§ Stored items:
+===+
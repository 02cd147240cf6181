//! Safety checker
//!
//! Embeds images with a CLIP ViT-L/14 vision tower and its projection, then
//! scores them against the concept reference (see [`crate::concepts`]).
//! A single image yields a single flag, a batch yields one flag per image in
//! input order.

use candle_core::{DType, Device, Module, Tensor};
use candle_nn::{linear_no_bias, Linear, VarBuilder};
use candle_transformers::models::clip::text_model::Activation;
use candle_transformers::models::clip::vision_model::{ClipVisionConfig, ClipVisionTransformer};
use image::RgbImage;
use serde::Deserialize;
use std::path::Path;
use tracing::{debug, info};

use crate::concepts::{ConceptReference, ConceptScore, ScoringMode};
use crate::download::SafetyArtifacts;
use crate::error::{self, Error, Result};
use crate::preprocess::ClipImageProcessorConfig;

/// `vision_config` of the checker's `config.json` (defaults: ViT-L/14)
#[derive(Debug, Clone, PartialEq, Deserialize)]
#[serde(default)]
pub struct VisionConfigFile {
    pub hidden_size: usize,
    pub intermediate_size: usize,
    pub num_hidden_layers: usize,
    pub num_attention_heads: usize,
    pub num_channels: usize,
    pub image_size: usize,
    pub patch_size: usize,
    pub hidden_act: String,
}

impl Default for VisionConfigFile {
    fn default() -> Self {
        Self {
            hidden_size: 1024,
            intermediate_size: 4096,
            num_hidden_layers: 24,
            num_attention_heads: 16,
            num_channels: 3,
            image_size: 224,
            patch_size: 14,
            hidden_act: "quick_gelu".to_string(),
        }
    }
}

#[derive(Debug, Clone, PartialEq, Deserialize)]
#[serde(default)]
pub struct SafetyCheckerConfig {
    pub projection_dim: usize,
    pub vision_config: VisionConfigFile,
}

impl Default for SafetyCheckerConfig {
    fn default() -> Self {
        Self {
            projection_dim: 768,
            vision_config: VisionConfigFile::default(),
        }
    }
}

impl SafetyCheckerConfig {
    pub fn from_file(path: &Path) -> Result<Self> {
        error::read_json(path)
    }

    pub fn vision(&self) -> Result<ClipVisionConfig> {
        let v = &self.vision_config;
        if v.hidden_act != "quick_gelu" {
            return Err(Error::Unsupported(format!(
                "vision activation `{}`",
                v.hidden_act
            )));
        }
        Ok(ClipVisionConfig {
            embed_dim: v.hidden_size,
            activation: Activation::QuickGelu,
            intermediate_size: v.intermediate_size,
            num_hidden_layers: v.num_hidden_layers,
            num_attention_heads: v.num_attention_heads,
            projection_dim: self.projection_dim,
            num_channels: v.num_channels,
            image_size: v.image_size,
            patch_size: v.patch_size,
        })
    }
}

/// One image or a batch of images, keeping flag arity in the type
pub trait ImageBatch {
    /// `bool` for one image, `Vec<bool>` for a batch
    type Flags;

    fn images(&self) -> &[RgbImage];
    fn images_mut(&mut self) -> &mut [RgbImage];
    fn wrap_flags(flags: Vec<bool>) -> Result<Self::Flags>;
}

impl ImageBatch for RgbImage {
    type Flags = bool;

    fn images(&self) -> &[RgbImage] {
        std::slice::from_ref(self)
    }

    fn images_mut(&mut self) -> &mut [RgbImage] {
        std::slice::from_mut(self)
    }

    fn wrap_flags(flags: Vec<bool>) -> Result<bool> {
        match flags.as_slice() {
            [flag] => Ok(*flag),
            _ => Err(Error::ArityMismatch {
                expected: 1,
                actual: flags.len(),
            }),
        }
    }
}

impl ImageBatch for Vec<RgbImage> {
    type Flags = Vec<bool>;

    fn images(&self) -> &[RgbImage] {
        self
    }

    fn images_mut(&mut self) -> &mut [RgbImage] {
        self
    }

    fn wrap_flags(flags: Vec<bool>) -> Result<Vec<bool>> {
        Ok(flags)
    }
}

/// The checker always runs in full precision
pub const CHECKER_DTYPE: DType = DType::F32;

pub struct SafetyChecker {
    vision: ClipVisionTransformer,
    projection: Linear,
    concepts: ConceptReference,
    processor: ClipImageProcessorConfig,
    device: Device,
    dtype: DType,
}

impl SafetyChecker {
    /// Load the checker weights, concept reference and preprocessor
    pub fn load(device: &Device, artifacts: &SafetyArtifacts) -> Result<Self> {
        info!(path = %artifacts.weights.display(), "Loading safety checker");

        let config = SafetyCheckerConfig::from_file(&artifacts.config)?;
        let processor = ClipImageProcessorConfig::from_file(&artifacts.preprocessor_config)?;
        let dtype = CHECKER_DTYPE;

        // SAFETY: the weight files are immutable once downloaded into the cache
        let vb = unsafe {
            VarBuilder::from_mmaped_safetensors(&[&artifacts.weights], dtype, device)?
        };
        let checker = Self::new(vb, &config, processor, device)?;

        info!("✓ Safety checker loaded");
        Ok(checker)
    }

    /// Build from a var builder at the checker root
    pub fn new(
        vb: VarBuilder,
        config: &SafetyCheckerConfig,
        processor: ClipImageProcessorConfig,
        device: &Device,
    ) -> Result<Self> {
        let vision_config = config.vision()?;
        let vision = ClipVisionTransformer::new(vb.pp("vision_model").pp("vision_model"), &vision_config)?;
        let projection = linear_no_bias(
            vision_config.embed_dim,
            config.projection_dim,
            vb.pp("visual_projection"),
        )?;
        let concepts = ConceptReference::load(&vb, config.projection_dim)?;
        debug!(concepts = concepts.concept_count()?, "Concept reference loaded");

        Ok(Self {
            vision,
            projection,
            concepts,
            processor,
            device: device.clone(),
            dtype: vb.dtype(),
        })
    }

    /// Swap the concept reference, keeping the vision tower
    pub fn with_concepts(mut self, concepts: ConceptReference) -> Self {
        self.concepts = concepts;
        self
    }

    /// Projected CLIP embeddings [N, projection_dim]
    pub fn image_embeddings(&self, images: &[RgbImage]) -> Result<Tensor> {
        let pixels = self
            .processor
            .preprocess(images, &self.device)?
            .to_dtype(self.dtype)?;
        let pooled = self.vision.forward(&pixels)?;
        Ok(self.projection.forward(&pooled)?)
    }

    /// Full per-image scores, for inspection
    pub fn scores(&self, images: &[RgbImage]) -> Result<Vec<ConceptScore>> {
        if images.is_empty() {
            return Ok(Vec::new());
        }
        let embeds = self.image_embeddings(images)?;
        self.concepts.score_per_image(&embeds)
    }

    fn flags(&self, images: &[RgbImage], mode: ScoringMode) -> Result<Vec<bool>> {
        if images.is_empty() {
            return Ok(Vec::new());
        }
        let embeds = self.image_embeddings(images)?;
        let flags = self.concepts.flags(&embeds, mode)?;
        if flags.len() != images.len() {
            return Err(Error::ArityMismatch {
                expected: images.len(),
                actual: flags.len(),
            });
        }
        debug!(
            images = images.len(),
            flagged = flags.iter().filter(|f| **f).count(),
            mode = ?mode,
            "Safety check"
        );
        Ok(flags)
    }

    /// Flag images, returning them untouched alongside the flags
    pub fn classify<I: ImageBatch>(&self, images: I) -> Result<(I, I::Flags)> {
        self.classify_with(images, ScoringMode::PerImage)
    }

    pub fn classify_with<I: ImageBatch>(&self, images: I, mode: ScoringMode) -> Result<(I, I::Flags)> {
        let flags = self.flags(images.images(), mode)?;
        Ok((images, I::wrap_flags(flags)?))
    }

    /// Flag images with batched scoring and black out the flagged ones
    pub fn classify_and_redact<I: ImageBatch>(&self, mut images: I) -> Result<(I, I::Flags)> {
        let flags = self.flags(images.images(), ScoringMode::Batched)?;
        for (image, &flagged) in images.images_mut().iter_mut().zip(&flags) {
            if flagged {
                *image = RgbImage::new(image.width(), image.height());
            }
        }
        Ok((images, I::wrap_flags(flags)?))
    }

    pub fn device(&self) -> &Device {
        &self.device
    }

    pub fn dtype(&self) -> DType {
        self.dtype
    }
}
+===+
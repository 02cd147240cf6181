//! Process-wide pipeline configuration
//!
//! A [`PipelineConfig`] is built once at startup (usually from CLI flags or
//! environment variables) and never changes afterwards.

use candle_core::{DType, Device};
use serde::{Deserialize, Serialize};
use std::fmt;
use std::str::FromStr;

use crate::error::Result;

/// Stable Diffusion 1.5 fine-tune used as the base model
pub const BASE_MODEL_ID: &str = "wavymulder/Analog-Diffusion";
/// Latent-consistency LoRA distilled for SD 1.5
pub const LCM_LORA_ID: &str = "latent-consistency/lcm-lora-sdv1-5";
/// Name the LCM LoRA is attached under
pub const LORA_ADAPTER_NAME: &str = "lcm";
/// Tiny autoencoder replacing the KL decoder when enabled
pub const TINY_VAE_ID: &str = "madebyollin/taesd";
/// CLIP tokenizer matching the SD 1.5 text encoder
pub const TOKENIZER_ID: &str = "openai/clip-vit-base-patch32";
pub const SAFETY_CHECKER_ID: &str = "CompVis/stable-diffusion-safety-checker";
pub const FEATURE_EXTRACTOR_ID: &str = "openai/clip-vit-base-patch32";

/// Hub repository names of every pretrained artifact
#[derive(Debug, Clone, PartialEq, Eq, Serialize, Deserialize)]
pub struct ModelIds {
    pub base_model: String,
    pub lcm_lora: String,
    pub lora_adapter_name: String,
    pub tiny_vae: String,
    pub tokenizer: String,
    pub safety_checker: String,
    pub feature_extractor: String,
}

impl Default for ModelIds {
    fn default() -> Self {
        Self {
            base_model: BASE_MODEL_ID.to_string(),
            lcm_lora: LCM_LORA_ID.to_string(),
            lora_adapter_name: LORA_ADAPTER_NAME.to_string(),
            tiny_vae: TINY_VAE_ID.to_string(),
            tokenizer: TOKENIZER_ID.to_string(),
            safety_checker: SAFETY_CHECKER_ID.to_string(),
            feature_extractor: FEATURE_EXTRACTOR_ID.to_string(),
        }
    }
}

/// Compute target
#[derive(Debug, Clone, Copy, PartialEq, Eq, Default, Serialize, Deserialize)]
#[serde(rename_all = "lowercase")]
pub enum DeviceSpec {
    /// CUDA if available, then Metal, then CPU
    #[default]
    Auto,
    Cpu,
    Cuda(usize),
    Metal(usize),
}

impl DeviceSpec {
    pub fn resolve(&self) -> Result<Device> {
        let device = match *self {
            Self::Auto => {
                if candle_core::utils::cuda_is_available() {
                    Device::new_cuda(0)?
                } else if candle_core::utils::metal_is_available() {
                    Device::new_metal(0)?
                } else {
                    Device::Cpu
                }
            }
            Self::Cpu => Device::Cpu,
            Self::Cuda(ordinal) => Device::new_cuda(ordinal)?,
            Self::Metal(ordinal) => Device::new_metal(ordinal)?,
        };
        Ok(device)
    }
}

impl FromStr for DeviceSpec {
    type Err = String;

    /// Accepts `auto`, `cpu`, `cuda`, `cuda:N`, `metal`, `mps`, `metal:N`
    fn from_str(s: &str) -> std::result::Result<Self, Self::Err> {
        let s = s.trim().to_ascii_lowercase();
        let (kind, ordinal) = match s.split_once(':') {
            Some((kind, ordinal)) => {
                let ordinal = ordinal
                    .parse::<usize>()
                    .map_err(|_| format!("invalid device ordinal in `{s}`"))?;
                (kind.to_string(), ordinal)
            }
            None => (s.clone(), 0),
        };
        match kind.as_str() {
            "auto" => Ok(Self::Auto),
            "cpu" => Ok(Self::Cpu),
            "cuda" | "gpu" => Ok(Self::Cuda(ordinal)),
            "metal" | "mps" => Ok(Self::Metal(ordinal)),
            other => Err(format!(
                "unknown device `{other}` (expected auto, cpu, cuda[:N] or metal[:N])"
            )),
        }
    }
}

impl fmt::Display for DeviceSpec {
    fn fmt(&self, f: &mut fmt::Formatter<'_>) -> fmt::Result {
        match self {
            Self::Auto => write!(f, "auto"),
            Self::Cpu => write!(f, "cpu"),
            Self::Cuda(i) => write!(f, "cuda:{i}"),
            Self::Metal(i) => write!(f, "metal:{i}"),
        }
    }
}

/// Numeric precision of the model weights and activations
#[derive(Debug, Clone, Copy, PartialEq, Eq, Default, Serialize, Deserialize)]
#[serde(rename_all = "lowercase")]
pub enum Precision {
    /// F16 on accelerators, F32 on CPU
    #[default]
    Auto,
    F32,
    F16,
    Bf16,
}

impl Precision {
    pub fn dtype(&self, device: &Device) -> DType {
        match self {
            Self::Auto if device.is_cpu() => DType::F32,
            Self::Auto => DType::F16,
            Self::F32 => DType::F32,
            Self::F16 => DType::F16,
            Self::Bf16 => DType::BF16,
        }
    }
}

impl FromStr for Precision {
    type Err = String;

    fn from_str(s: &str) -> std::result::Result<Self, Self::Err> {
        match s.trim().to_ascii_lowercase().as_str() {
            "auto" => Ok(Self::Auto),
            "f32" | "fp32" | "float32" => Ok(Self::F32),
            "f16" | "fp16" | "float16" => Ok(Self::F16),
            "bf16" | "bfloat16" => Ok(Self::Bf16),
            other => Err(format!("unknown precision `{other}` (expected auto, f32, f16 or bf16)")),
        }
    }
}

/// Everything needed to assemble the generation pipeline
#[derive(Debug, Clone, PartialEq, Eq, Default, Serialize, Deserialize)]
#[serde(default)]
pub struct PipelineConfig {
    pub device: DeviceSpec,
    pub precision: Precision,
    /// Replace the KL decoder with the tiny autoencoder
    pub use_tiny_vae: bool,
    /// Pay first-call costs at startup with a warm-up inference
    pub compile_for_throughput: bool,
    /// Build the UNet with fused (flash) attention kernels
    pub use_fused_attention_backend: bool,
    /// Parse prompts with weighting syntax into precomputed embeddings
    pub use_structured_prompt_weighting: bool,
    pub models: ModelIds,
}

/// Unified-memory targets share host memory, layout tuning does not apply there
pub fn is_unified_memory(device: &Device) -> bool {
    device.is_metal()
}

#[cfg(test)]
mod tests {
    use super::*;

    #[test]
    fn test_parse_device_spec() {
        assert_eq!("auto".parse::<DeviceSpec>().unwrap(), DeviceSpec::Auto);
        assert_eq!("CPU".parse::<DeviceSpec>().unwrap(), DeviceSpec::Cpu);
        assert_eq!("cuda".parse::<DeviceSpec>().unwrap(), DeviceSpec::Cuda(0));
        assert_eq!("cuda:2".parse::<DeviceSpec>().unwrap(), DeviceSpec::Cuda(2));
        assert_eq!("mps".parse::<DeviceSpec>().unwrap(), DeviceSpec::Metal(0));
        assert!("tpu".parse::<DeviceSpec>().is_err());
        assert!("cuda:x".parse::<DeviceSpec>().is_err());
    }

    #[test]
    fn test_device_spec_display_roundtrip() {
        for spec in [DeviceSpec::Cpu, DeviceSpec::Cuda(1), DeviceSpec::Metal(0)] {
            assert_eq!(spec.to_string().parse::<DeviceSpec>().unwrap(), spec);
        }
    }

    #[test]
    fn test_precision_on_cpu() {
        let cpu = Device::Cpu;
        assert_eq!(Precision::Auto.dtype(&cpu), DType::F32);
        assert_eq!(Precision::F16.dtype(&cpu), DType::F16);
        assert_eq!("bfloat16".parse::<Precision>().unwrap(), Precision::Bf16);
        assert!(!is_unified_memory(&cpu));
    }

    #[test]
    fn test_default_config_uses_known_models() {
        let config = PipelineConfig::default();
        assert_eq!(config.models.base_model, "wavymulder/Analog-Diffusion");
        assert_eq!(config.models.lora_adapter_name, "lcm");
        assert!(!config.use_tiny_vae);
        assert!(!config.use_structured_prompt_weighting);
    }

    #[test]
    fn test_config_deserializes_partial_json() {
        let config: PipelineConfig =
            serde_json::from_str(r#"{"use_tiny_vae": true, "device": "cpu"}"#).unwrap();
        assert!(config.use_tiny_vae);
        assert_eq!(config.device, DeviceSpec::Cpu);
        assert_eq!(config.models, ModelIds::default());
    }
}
+===+
§ TASK DESCRIPTION:
Pull out all lines of the data with the string "Analog".

§ EXERCISE RESPONSE:
pub const BASE_MODEL_ID: &str = "wavymulder/Analog-Diffusion";
        assert_eq!(config.models.base_model, "wavymulder/Analog-Diffusion");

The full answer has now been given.